### Tutorial Files

Before we start, you may want to download the sample data (.csv) used in this tutorial. Be sure to right-click and save the file to your R working directory. This dataset contains hypothetical age and income data for 20 subjects. Note that all code samples in this tutorial assume that this data has already been read into an R variable and has been attached.### Mean

In R, a mean can be calculated on an isolated variable via the mean(VAR) command, where VAR is the name of the variable whose mean you wish to compute. Alternatively, a mean can be calculated for each of the variables in a dataset by using the mean(DATAVAR) command, where DATAVAR is the name of the variable containing the data. The code sample below demonstrates both uses of the mean function.

- > #calculate the mean of a variable with mean(VAR)
- > #what is the mean Age in the sample?
- > mean(Age)
- [1] 32.3
- > #calculate the mean of all variables in a dataset with mean(DATAVAR)
- > #what is the mean of each variable in the dataset?
- > mean(dataset)
- Age...... Income
- 32.3..... 34000.0

### Standard Deviation

Within R, standard deviations are calculated in the same way as means. The standard deviation of a single variable can be computed with the sd(VAR) command, where VAR is the name of the variable whose standard deviation you wish to retrieve. Similarly, a standard deviation can be calculated for each of the variables in a dataset by using the sd(DATAVAR) command, where DATAVAR is the name of the variable containing the data. The code sample below demonstrates both uses of the standard deviation function.

- > #calculate the standard deviation of a variable with sd(VAR)
- > #what is the standard deviation of Age in the sample?
- > sd(Age)
- [1] 19.45602
- > #calculate the standard deviation of all variables in a dataset with sd(DATAVAR)
- > #what is the standard deviation of each variable in the dataset?
- > sd(dataset)
- Age.............. Income
- 19.45602.... 32306.10175

### Range

#### Minimum and Maximum

Keeping with the pattern, a minimum can be computed on a single variable using the min(VAR) command.
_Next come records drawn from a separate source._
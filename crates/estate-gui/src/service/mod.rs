//! Services for background tasks.
//!
//! These services provide async functions for use with Iced's `Task::perform` pattern.

pub mod catalog;
pub mod photos;

pub use catalog::{fetch_page, fetch_property};
pub use photos::fetch_photo;
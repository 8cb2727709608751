//! GraphQL-backed property source.

use async_trait::async_trait;
use tracing::{debug, info};

use estate_model::{PaginatedResult, Property, PropertyFilters};

use crate::client::GraphQlClient;
use crate::config::ClientConfig;
use crate::error::Result;
use crate::query::{self, GraphQlRequest};
use crate::source::PropertySource;

/// Property source that talks to the catalog's GraphQL API.
#[derive(Debug)]
pub struct PropertyApi {
    client: GraphQlClient,
}

impl PropertyApi {
    /// Create an API source from configuration.
    pub fn new(config: &ClientConfig) -> Result<Self> {
        let client = GraphQlClient::new(config)?;
        info!(endpoint = %client.endpoint(), transport = %config.transport, "Property API configured");
        Ok(Self { client })
    }

    /// Underlying transport.
    pub fn client(&self) -> &GraphQlClient {
        &self.client
    }
}

#[async_trait]
impl PropertySource for PropertyApi {
    async fn list_properties(&self, filters: &PropertyFilters) -> Result<PaginatedResult> {
        let request = GraphQlRequest::list_properties(filters)?;
        let data = self.client.execute(&request).await?;
        let page = query::decode_list(data)?;
        debug!(
            page = page.page,
            items = page.items.len(),
            total = page.total_count,
            "Fetched property page"
        );
        Ok(page)
    }

    async fn property(&self, id: &str) -> Result<Property> {
        let request = GraphQlRequest::get_property(id);
        let data = self.client.execute(&request).await?;
        query::decode_detail(id, data)
    }

    async fn image(&self, url: &str) -> Result<Vec<u8>> {
        self.client.fetch_bytes(url).await
    }
}
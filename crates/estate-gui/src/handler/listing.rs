//! Listing view message handler.
//!
//! Handles:
//! - Search text with its debounce timer
//! - Price range commits
//! - Sort and page changes
//! - List responses and card photos

use std::collections::HashSet;
use std::sync::Arc;

use iced::Task;

use estate_core::{DebounceTicket, PriceBounds, RequestId};
use estate_model::PaginatedResult;

use super::MessageHandler;
use crate::error::GuiError;
use crate::message::{ListingMessage, Message, PriceFilterMessage, SearchMessage};
use crate::service::{fetch_page, fetch_photo};
use crate::state::AppState;

/// Handler for listing view messages.
pub struct ListingHandler;

impl MessageHandler<ListingMessage> for ListingHandler {
    fn handle(&self, state: &mut AppState, msg: ListingMessage) -> Task<Message> {
        match msg {
            ListingMessage::Search(msg) => handle_search(state, msg),

            ListingMessage::PriceFilter(msg) => handle_price_filter(state, msg),

            ListingMessage::SortSelected(sort) => {
                tracing::debug!(sort = sort.as_str(), "Sort changed");
                state.catalog.set_sort_option(sort);
                Task::none()
            }

            ListingMessage::PageSelected(page) => {
                if state.catalog.set_page(page) {
                    refresh_listing(state)
                } else {
                    Task::none()
                }
            }

            ListingMessage::Retry => {
                tracing::debug!("Retrying property list request");
                refresh_listing(state)
            }

            ListingMessage::PageLoaded { request, result } => page_loaded(state, request, result),

            ListingMessage::CardImageLoaded { url, result } => {
                match result {
                    Ok(handle) => {
                        if !state.card_images.loaded(url.clone(), handle) {
                            tracing::debug!(%url, "Dropping photo for a card no longer shown");
                        }
                    }
                    Err(err) => {
                        tracing::debug!(%url, %err, "Card photo failed, using fallback");
                        state.card_images.failed(url);
                    }
                }
                Task::none()
            }
        }
    }
}

/// Issue a list request for the current filters.
///
/// Any request still in flight becomes stale; its response is discarded.
pub fn refresh_listing(state: &mut AppState) -> Task<Message> {
    let request = state.catalog.begin_fetch();
    let id = request.id;
    Task::perform(
        fetch_page(Arc::clone(&state.source), request.filters),
        move |result| Message::Listing(ListingMessage::PageLoaded { request: id, result }),
    )
}

// =============================================================================
// SEARCH
// =============================================================================

fn handle_search(state: &mut AppState, msg: SearchMessage) -> Task<Message> {
    match msg {
        SearchMessage::Changed(text) => {
            let ticket = state.search.input(text);
            start_search_timer(state, ticket)
        }

        SearchMessage::Cleared => {
            let ticket = state.search.clear();
            start_search_timer(state, ticket)
        }

        SearchMessage::Submitted => {
            state.cancel_search_timer();
            let text = state.search.submit();
            commit_query(state, &text)
        }

        SearchMessage::DebounceElapsed(ticket) => match state.search.timer_elapsed(ticket) {
            Some(text) => {
                state.search_timer = None;
                commit_query(state, &text)
            }
            None => Task::none(),
        },
    }
}

/// Restart the debounce timer. The previous timer is aborted.
fn start_search_timer(state: &mut AppState, ticket: DebounceTicket) -> Task<Message> {
    state.cancel_search_timer();
    let delay = state.search.delay();
    let (task, handle) = Task::perform(
        async move { tokio::time::sleep(delay).await },
        move |()| Message::Listing(ListingMessage::Search(SearchMessage::DebounceElapsed(ticket))),
    )
    .abortable();
    state.search_timer = Some(handle.abort_on_drop());
    task
}

fn commit_query(state: &mut AppState, text: &str) -> Task<Message> {
    if state.catalog.set_search_query(text) {
        tracing::debug!(query = text, "Search committed");
        refresh_listing(state)
    } else {
        Task::none()
    }
}

// =============================================================================
// PRICE FILTER
// =============================================================================

fn handle_price_filter(state: &mut AppState, msg: PriceFilterMessage) -> Task<Message> {
    let filter = &mut state.price_filter;
    let committed = match msg {
        PriceFilterMessage::Toggled => {
            filter.toggle();
            None
        }
        PriceFilterMessage::Closed => {
            filter.close();
            None
        }
        PriceFilterMessage::LowDragged(value) => {
            filter.drag_low(value);
            None
        }
        PriceFilterMessage::HighDragged(value) => {
            filter.drag_high(value);
            None
        }
        PriceFilterMessage::Released => Some(filter.release()),
        PriceFilterMessage::MinTextChanged(text) => filter.set_min_text(&text),
        PriceFilterMessage::MaxTextChanged(text) => filter.set_max_text(&text),
        PriceFilterMessage::MinStepped(steps) => Some(filter.step_min(steps)),
        PriceFilterMessage::MaxStepped(steps) => Some(filter.step_max(steps)),
        PriceFilterMessage::Cleared => Some(filter.clear()),
    };

    match committed {
        Some(bounds) => commit_price(state, bounds),
        None => Task::none(),
    }
}

fn commit_price(state: &mut AppState, bounds: PriceBounds) -> Task<Message> {
    if state.catalog.set_price_range(bounds) {
        tracing::debug!(min = ?bounds.min, max = ?bounds.max, "Price range committed");
        refresh_listing(state)
    } else {
        Task::none()
    }
}

// =============================================================================
// RESPONSES
// =============================================================================

fn page_loaded(
    state: &mut AppState,
    request: RequestId,
    result: Result<PaginatedResult, GuiError>,
) -> Task<Message> {
    let result = result.map_err(|err| err.user_message());
    if !state.catalog.finish_fetch(request, result) {
        return Task::none();
    }

    let shown: HashSet<&str> = state
        .catalog
        .result()
        .items
        .iter()
        .filter_map(|property| property.primary_image())
        .collect();

    // Photos of cards that left the page are released.
    state.card_images.retain(|url| shown.contains(url.as_str()));

    let urls: Vec<String> = shown
        .into_iter()
        .filter_map(|url| state.card_images.track(url.to_string(), Some(url)))
        .collect();

    Task::batch(urls.into_iter().map(|url| {
        let source = Arc::clone(&state.source);
        Task::perform(fetch_photo(source, url.clone()), move |result| {
            Message::Listing(ListingMessage::CardImageLoaded { url, result })
        })
    }))
}
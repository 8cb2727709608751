//! View state - current view and associated UI state.
//!
//! Each view variant holds its own UI state. Navigating replaces the whole
//! value, which drops the previous view's transient state along with it.

use iced::widget::image::Handle;

use estate_core::{DetailState, Route};

/// Current view and its associated UI state.
///
/// The listing keeps its state in [`AppState`](super::AppState) so that
/// returning from a property shows the same search, page, and sort.
#[derive(Debug, Clone, Default)]
pub enum ViewState {
    /// Property listing.
    #[default]
    Listing,

    /// Property detail with its load state and photos.
    Detail(DetailState<Handle>),
}

impl ViewState {
    /// Route addressing this view.
    pub fn route(&self) -> Route {
        match self {
            Self::Listing => Route::Listing,
            Self::Detail(detail) => Route::detail(detail.id()),
        }
    }

    /// Detail state, when a property is shown.
    pub fn detail_mut(&mut self) -> Option<&mut DetailState<Handle>> {
        match self {
            Self::Detail(detail) => Some(detail),
            Self::Listing => None,
        }
    }
}
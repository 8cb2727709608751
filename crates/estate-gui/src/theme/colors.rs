//! Color extension trait for app-specific colors.
//!
//! Provides an extension trait `EstateColors` that adds catalog-specific
//! color methods to Iced's `Theme`. These are colors not covered by Iced's
//! built-in `ExtendedPalette`.
//!
//! # Usage
//!
//! ```rust,ignore
//! use crate::theme::EstateColors;
//!
//! // In a style closure that receives &Theme:
//! .style(|theme: &Theme| {
//!     let colors = theme.estate();
//!     container::Style {
//!         background: Some(colors.background_elevated.into()),
//!         ..Default::default()
//!     }
//! })
//! ```

use iced::{Color, Theme};

// =============================================================================
// COLOR SET
// =============================================================================

/// App-specific colors not covered by Iced's ExtendedPalette.
#[derive(Debug, Clone, Copy)]
pub struct EstateColorSet {
    // === Accent Tints ===
    /// Light tint of primary accent (for hover backgrounds)
    pub accent_primary_light: Color,
    /// Medium tint of primary accent (for selections)
    pub accent_primary_medium: Color,

    // === Borders ===
    /// Default border color
    pub border_default: Color,
    /// Subtle/lighter border
    pub border_subtle: Color,
    /// Focused element border (typically accent color)
    pub border_focused: Color,
    /// Border of inputs holding rejected text
    pub border_error: Color,

    // === Backgrounds ===
    /// Secondary background (photo placeholders, surfaces)
    pub background_secondary: Color,
    /// Elevated surface (cards, popovers) - white in light mode
    pub background_elevated: Color,

    // === Text ===
    /// Secondary text color
    pub text_secondary: Color,
    /// Muted text (addresses, hints)
    pub text_muted: Color,
    /// Disabled text
    pub text_disabled: Color,
    /// Text on accent color backgrounds
    pub text_on_accent: Color,
    /// Price figures
    pub price: Color,

    // === Interactive ===
    /// Accent hover color
    pub accent_hover: Color,
    /// Accent pressed color
    pub accent_pressed: Color,
    /// Accent disabled color
    pub accent_disabled: Color,

    // === Special ===
    /// Shadow color for elevation
    pub shadow: Color,
    /// Strong shadow for hovered cards
    pub shadow_strong: Color,
}

// =============================================================================
// EXTENSION TRAIT
// =============================================================================

/// Extension trait for catalog-specific colors.
///
/// Use it inside style closures that receive a `&Theme`.
pub trait EstateColors {
    /// Get the color set for this theme.
    fn estate(&self) -> EstateColorSet;
}

impl EstateColors for Theme {
    fn estate(&self) -> EstateColorSet {
        let palette = self.extended_palette();
        let is_dark = palette.is_dark;
        let primary = palette.primary.base.color;

        EstateColorSet {
            accent_primary_light: if is_dark {
                Color { a: 0.15, ..primary }
            } else {
                blend_color(primary, Color::WHITE, 0.88)
            },
            accent_primary_medium: if is_dark {
                Color { a: 0.25, ..primary }
            } else {
                blend_color(primary, Color::WHITE, 0.70)
            },

            border_default: palette.background.strong.color,
            border_subtle: if is_dark {
                Color::from_rgb(0.20, 0.20, 0.22)
            } else {
                Color::from_rgb(0.90, 0.90, 0.92)
            },
            border_focused: primary,
            border_error: palette.danger.base.color,

            background_secondary: palette.background.weak.color,
            background_elevated: if is_dark {
                Color::from_rgb(0.14, 0.15, 0.17)
            } else {
                Color::WHITE
            },

            text_secondary: if is_dark {
                Color::from_rgb(0.80, 0.80, 0.84)
            } else {
                Color::from_rgb(0.30, 0.31, 0.35)
            },
            text_muted: if is_dark {
                Color::from_rgb(0.60, 0.61, 0.65)
            } else {
                Color::from_rgb(0.48, 0.49, 0.54)
            },
            text_disabled: if is_dark {
                Color::from_rgb(0.42, 0.42, 0.46)
            } else {
                Color::from_rgb(0.66, 0.66, 0.70)
            },
            text_on_accent: Color::WHITE,
            price: if is_dark {
                blend_color(palette.success.base.color, Color::WHITE, 0.10)
            } else {
                blend_color(palette.success.base.color, Color::BLACK, 0.25)
            },

            accent_hover: if is_dark {
                blend_color(primary, Color::WHITE, 0.15)
            } else {
                blend_color(primary, Color::BLACK, 0.12)
            },
            accent_pressed: blend_color(primary, Color::BLACK, 0.25),
            accent_disabled: if is_dark {
                Color::from_rgb(0.28, 0.28, 0.31)
            } else {
                Color::from_rgb(0.82, 0.82, 0.86)
            },

            shadow: Color::from_rgba(0.0, 0.0, 0.0, if is_dark { 0.30 } else { 0.08 }),
            shadow_strong: Color::from_rgba(0.0, 0.0, 0.0, if is_dark { 0.45 } else { 0.16 }),
        }
    }
}

/// Linear blend of `base` toward `blend` by `factor` (0.0 - 1.0).
fn blend_color(base: Color, blend: Color, factor: f32) -> Color {
    Color::from_rgb(
        base.r + (blend.r - base.r) * factor,
        base.g + (blend.g - base.g) * factor,
        base.b + (blend.b - base.b) * factor,
    )
}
The maximum, via max(VAR), operates identically. However, in contrast to the mean and standard deviation functions, min(DATAVAR) or max(DATAVAR) will retrieve the minimum or maximum value from the entire dataset,*not from each individual variable*. Therefore, it is recommended that minimums and maximums be calculated on individual variables, rather than entire datasets, in order to produce more useful information. The sample code below demonstrates the use of the min and max functions.

- > #calculate the min of a variable with min(VAR)
- > #what is the minimum age found in the sample?
- > min(Age)
- [1] 5
- > #calculate the max of a variable with max(VAR)
- > #what is the maximum age found in the sample?
- > max(Age)
- [1] 70

#### Range

The range of a particular variable, that is, its maximum and minimum, can be retrieved using the range(VAR) command. As with the min and max functions, using range(DATAVAR) is not very useful, since it considers the entire dataset, rather than each individual variable. Consequently, it is recommended that ranges also be computed on individual variables. This operation is demonstrated in the following code sample.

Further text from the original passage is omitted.